Dataset entries
►
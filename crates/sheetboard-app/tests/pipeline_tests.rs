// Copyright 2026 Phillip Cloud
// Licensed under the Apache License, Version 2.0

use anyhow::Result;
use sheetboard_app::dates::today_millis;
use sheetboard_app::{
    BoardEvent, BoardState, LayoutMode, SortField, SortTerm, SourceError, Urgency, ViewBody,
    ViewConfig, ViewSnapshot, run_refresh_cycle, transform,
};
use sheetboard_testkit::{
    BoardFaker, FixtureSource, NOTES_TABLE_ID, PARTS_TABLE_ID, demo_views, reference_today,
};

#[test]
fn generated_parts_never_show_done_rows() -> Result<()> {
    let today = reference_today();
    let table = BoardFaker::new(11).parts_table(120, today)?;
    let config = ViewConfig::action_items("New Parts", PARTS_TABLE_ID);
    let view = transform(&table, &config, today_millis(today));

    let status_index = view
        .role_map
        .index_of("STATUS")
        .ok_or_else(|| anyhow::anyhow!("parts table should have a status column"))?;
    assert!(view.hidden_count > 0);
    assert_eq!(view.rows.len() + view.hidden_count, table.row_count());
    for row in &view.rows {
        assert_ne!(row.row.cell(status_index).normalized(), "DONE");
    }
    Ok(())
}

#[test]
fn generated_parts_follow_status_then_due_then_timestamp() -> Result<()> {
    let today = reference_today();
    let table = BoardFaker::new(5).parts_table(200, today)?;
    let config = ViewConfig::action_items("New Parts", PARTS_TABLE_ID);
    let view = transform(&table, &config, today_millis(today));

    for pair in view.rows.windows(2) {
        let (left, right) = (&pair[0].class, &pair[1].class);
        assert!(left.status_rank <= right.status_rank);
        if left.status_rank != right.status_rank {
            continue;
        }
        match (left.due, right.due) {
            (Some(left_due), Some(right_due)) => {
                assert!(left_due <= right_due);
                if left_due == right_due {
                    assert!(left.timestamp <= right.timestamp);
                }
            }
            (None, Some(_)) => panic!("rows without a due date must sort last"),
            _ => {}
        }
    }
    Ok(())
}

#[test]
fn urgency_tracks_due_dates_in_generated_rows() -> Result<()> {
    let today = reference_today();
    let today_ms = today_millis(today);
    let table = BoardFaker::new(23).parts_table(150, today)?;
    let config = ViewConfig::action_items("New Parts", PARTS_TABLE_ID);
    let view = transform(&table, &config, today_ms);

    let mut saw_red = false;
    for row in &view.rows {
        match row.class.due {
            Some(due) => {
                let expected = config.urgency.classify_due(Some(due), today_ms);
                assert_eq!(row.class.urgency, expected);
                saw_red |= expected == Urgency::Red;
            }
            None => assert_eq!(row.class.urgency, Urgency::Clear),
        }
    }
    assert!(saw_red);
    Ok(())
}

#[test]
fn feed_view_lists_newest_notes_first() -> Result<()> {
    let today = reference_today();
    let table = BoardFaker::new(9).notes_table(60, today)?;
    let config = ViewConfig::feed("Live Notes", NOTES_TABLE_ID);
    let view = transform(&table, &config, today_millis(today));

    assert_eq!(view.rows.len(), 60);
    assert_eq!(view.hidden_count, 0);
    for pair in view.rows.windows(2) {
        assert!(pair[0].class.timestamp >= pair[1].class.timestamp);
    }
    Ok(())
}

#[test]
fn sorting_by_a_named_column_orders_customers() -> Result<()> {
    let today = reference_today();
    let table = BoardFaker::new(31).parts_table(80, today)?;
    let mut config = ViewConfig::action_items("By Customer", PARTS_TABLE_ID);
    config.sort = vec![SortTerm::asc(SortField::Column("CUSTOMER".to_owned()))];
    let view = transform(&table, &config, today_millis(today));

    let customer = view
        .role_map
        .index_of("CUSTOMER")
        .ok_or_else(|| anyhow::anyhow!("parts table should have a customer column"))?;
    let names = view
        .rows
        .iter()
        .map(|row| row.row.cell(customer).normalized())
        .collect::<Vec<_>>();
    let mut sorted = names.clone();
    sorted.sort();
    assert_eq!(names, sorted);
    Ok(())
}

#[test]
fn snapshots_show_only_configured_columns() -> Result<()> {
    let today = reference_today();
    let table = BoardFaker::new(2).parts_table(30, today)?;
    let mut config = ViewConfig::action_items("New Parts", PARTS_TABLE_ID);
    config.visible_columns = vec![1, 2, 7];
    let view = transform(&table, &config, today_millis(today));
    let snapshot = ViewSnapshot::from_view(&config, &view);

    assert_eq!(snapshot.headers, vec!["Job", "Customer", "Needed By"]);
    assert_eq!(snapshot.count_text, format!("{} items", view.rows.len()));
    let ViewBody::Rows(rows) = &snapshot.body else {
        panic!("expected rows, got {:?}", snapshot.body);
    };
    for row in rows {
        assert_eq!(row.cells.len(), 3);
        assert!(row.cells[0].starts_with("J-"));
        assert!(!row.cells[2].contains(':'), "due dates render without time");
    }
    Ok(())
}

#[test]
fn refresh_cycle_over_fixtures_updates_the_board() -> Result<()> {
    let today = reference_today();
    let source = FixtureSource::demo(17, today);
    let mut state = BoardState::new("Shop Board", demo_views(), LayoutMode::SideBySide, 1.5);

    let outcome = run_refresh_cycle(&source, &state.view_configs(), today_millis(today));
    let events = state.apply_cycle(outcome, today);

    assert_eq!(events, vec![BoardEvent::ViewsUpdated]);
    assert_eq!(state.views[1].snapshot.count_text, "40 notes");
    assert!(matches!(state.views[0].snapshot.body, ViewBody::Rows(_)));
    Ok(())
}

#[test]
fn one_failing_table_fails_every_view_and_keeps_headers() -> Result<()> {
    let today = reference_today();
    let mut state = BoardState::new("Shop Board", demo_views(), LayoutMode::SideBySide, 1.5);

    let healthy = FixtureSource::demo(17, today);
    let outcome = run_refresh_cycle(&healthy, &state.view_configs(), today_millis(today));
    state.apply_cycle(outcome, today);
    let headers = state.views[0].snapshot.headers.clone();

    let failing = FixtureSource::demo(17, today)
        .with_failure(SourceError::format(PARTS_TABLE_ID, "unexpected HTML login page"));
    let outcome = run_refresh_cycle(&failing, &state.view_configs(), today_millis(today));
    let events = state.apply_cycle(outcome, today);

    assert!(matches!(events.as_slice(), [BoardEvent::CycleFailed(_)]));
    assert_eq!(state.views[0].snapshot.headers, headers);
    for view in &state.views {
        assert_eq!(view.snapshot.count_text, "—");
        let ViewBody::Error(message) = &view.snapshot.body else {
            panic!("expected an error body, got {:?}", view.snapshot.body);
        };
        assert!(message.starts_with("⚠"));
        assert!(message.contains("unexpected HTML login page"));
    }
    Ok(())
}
◄
*DIRECTIONS*: Return the entries in full, keeping every line exactly as it is.

*RESULT OF THE TASK*:
filename crates/sheetboard-app/tests/pipeline_tests.rs
// Copyright 2026 Phillip Cloud
// Licensed under the Apache License, Version 2.0

use anyhow::Result;
use sheetboard_app::dates::today_millis;
use sheetboard_app::{
    BoardEvent, BoardState, LayoutMode, SortField, SortTerm, SourceError, Urgency, ViewBody,
    ViewConfig, ViewSnapshot, run_refresh_cycle, transform,
};
use sheetboard_testkit::{
    BoardFaker, FixtureSource, NOTES_TABLE_ID, PARTS_TABLE_ID, demo_views, reference_today,
};

#[test]
fn generated_parts_never_show_done_rows() -> Result<()> {
    let today = reference_today();
    let table = BoardFaker::new(11).parts_table(120, today)?;
    let config = ViewConfig::action_items("New Parts", PARTS_TABLE_ID);
    let view = transform(&table, &config, today_millis(today));

    let status_index = view
        .role_map
        .index_of("STATUS")
        .ok_or_else(|| anyhow::anyhow!("parts table should have a status column"))?;
    assert!(view.hidden_count > 0);
    assert_eq!(view.rows.len() + view.hidden_count, table.row_count());
    for row in &view.rows {
        assert_ne!(row.row.cell(status_index).normalized(), "DONE");
    }
    Ok(())
}

#[test]
fn generated_parts_follow_status_then_due_then_timestamp() -> Result<()> {
    let today = reference_today();
    let table = BoardFaker::new(5).parts_table(200, today)?;
    let config = ViewConfig::action_items("New Parts", PARTS_TABLE_ID);
    let view = transform(&table, &config, today_millis(today));

    for pair in view.rows.windows(2) {
        let (left, right) = (&pair[0].class, &pair[1].class);
        assert!(left.status_rank <= right.status_rank);
        if left.status_rank != right.status_rank {
            continue;
        }
        match (left.due, right.due) {
            (Some(left_due), Some(right_due)) => {
                assert!(left_due <= right_due);
                if left_due == right_due {
                    assert!(left.timestamp <= right.timestamp);
                }
            }
            (None, Some(_)) => panic!("rows without a due date must sort last"),
            _ => {}
        }
    }
    Ok(())
}

#[test]
fn urgency_tracks_due_dates_in_generated_rows() -> Result<()> {
    let today = reference_today();
    let today_ms = today_millis(today);
    let table = BoardFaker::new(23).parts_table(150, today)?;
    let config = ViewConfig::action_items("New Parts", PARTS_TABLE_ID);
    let view = transform(&table, &config, today_ms);

    let mut saw_red = false;
    for row in &view.rows {
        match row.class.due {
            Some(due) => {
                let expected = config.urgency.classify_due(Some(due), today_ms);
                assert_eq!(row.class.urgency, expected);
                saw_red |= expected == Urgency::Red;
            }
            None => assert_eq!(row.class.urgency, Urgency::Clear),
        }
    }
    assert!(saw_red);
    Ok(())
}

#[test]
fn feed_view_lists_newest_notes_first() -> Result<()> {
    let today = reference_today();
    let table = BoardFaker::new(9).notes_table(60, today)?;
    let config = ViewConfig::feed("Live Notes", NOTES_TABLE_ID);
    let view = transform(&table, &config, today_millis(today));

    assert_eq!(view.rows.len(), 60);
    assert_eq!(view.hidden_count, 0);
    for pair in view.rows.windows(2) {
        assert!(pair[0].class.timestamp >= pair[1].class.timestamp);
    }
    Ok(())
}

#[test]
fn sorting_by_a_named_column_orders_customers() -> Result<()> {
    let today = reference_today();
    let table = BoardFaker::new(31).parts_table(80, today)?;
    let mut config = ViewConfig::action_items("By Customer", PARTS_TABLE_ID);
    config.sort = vec![SortTerm::asc(SortField::Column("CUSTOMER".to_owned()))];
    let view = transform(&table, &config, today_millis(today));

    let customer = view
        .role_map
        .index_of("CUSTOMER")
        .ok_or_else(|| anyhow::anyhow!("parts table should have a customer column"))?;
    let names = view
        .rows
        .iter()
        .map(|row| row.row.cell(customer).normalized())
        .collect::<Vec<_>>();
    let mut sorted = names.clone();
    sorted.sort();
    assert_eq!(names, sorted);
    Ok(())
}

#[test]
fn snapshots_show_only_configured_columns() -> Result<()> {
    let today = reference_today();
    let table = BoardFaker::new(2).parts_table(30, today)?;
    let mut config = ViewConfig::action_items("New Parts", PARTS_TABLE_ID);
    config.visible_columns = vec![1, 2, 7];
    let view = transform(&table, &config, today_millis(today));
    let snapshot = ViewSnapshot::from_view(&config, &view);

    assert_eq!(snapshot.headers, vec!["Job", "Customer", "Needed By"]);
    assert_eq!(snapshot.count_text, format!("{} items", view.rows.len()));
    let ViewBody::Rows(rows) = &snapshot.body else {
        panic!("expected rows, got {:?}", snapshot.body);
    };
    for row in rows {
        assert_eq!(row.cells.len(), 3);
        assert!(row.cells[0].starts_with("J-"));
        assert!(!row.cells[2].contains(':'), "due dates render without time");
    }
    Ok(())
}

#[test]
fn refresh_cycle_over_fixtures_updates_the_board() -> Result<()> {
    let today = reference_today();
    let source = FixtureSource::demo(17, today);
    let mut state = BoardState::new("Shop Board", demo_views(), LayoutMode::SideBySide, 1.5);

    let outcome = run_refresh_cycle(&source, &state.view_configs(), today_millis(today));
    let events = state.apply_cycle(outcome, today);

    assert_eq!(events, vec![BoardEvent::ViewsUpdated]);
    assert_eq!(state.views[1].snapshot.count_text, "40 notes");
    assert!(matches!(state.views[0].snapshot.body, ViewBody::Rows(_)));
    Ok(())
}

#[test]
fn one_failing_table_fails_every_view_and_keeps_headers() -> Result<()> {
    let today = reference_today();
    let mut state = BoardState::new("Shop Board", demo_views(), LayoutMode::SideBySide, 1.5);

    let healthy = FixtureSource::demo(17, today);
    let outcome = run_refresh_cycle(&healthy, &state.view_configs(), today_millis(today));
    state.apply_cycle(outcome, today);
    let headers = state.views[0].snapshot.headers.clone();

    let failing = FixtureSource::demo(17, today)
        .with_failure(SourceError::format(PARTS_TABLE_ID, "unexpected HTML login page"));
    let outcome = run_refresh_cycle(&failing, &state.view_configs(), today_millis(today));
    let events = state.apply_cycle(outcome, today);

    assert!(matches!(events.as_slice(), [BoardEvent::CycleFailed(_)]));
    assert_eq!(state.views[0].snapshot.headers, headers);
    for view in &state.views {
        assert_eq!(view.snapshot.count_text, "—");
        let ViewBody::Error(message) = &view.snapshot.body else {
            panic!("expected an error body, got {:?}", view.snapshot.body);
        };
        assert!(message.starts_with("⚠"));
        assert!(message.contains("unexpected HTML login page"));
    }
    Ok(())
}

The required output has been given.